— PROMPT —
Repeat exactly, and only, the lines from the line containing "pub fn require_hr_or_admin(&self)" through the last line of the records below, including both.

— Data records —
# # #
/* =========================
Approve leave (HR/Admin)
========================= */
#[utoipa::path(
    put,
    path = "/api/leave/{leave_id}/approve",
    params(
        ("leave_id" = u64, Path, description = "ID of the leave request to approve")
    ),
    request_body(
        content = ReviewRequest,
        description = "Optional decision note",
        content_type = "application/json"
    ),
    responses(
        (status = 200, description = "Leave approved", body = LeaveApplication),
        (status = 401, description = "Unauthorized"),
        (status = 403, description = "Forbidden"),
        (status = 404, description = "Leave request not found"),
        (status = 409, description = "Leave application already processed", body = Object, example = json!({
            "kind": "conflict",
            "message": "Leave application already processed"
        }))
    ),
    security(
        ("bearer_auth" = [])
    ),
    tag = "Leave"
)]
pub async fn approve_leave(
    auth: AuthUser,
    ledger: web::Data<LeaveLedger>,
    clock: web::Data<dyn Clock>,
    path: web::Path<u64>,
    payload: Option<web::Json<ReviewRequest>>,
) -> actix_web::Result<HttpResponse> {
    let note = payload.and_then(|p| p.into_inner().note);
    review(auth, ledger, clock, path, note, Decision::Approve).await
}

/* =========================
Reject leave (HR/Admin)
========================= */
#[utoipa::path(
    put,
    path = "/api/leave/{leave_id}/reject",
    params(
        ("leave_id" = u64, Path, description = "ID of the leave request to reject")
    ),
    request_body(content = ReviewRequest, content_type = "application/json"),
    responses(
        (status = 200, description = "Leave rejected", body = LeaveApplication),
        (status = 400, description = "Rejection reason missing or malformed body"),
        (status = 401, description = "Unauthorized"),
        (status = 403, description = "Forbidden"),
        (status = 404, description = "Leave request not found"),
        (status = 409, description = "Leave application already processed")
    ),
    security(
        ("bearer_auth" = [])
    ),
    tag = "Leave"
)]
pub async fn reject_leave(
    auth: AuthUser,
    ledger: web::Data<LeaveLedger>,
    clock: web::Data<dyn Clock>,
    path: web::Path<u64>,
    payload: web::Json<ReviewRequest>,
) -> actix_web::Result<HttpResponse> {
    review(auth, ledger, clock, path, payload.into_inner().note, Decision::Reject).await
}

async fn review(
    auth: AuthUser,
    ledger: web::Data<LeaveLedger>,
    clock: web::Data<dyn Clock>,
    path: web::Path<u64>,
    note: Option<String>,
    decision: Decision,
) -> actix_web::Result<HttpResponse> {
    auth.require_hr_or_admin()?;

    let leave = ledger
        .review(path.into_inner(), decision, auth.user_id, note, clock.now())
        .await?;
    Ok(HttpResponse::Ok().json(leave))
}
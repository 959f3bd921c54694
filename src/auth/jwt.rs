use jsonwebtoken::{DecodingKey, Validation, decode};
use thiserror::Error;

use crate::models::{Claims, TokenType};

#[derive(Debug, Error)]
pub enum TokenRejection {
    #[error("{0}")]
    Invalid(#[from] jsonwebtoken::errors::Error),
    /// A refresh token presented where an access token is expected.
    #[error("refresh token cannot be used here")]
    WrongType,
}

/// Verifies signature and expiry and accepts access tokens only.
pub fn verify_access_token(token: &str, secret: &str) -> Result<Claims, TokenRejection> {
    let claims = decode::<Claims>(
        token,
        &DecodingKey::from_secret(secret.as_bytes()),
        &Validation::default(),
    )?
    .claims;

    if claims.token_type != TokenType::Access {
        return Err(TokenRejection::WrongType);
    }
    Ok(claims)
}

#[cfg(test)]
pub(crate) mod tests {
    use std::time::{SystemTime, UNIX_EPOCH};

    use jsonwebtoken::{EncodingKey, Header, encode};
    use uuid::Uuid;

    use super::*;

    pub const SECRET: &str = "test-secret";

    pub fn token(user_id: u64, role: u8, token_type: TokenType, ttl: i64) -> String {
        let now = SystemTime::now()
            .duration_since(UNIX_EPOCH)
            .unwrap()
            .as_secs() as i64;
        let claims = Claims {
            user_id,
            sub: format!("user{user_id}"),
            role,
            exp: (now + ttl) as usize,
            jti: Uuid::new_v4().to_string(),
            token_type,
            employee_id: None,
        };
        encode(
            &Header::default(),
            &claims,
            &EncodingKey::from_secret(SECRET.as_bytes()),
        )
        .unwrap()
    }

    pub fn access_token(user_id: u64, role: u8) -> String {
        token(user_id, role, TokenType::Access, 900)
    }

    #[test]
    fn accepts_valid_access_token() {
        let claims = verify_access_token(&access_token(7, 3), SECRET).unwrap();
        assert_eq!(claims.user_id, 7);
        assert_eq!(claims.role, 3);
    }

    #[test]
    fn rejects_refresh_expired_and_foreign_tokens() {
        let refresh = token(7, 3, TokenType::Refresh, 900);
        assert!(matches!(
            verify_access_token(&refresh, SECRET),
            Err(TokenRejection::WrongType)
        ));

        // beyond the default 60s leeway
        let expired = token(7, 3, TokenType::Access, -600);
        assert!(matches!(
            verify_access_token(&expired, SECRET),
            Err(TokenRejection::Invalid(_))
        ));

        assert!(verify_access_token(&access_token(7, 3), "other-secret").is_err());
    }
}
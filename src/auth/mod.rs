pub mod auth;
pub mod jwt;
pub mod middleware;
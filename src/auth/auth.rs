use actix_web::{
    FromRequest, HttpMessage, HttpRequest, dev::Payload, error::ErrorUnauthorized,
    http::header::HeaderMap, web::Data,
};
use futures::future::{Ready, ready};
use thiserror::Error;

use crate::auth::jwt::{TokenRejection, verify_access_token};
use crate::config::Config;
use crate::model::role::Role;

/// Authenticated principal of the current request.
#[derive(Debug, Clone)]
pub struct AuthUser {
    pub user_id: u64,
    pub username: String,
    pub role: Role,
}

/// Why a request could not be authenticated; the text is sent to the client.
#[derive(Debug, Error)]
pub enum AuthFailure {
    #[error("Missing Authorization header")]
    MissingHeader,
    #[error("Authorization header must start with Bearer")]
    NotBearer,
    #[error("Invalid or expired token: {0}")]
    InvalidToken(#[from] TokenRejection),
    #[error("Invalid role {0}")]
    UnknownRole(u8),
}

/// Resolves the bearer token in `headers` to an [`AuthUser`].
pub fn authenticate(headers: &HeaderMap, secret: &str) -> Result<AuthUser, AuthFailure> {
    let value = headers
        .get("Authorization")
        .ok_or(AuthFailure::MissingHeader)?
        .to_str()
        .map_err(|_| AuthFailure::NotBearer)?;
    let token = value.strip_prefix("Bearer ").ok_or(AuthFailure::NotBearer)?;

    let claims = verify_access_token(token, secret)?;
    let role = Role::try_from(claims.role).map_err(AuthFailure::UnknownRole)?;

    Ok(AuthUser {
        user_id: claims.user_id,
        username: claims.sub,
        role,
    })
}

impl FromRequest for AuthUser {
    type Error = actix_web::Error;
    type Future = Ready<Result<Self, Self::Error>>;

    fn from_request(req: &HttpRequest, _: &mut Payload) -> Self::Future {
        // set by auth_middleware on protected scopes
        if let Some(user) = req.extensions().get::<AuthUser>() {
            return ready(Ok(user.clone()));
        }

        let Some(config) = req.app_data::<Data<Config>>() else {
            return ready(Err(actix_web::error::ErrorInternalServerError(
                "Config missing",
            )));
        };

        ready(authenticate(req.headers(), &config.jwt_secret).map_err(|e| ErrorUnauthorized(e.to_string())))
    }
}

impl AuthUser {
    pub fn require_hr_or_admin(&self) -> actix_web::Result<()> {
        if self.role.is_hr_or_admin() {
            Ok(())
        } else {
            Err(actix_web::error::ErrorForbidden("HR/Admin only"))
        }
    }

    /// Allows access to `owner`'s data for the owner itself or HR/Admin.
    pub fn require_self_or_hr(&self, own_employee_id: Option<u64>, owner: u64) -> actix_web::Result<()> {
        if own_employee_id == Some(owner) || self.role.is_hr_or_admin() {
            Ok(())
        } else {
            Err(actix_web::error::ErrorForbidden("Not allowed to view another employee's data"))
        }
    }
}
# # #
— SOLUTION TO THE PROBLEM —
    pub fn require_hr_or_admin(&self) -> actix_web::Result<()> {
        if self.role.is_hr_or_admin() {
            Ok(())
        } else {
            Err(actix_web::error::ErrorForbidden("HR/Admin only"))
        }
    }

    /// Allows access to `owner`'s data for the owner itself or HR/Admin.
    pub fn require_self_or_hr(&self, own_employee_id: Option<u64>, owner: u64) -> actix_web::Result<()> {
        if own_employee_id == Some(owner) || self.role.is_hr_or_admin() {
            Ok(())
        } else {
            Err(actix_web::error::ErrorForbidden("Not allowed to view another employee's data"))
        }
    }
}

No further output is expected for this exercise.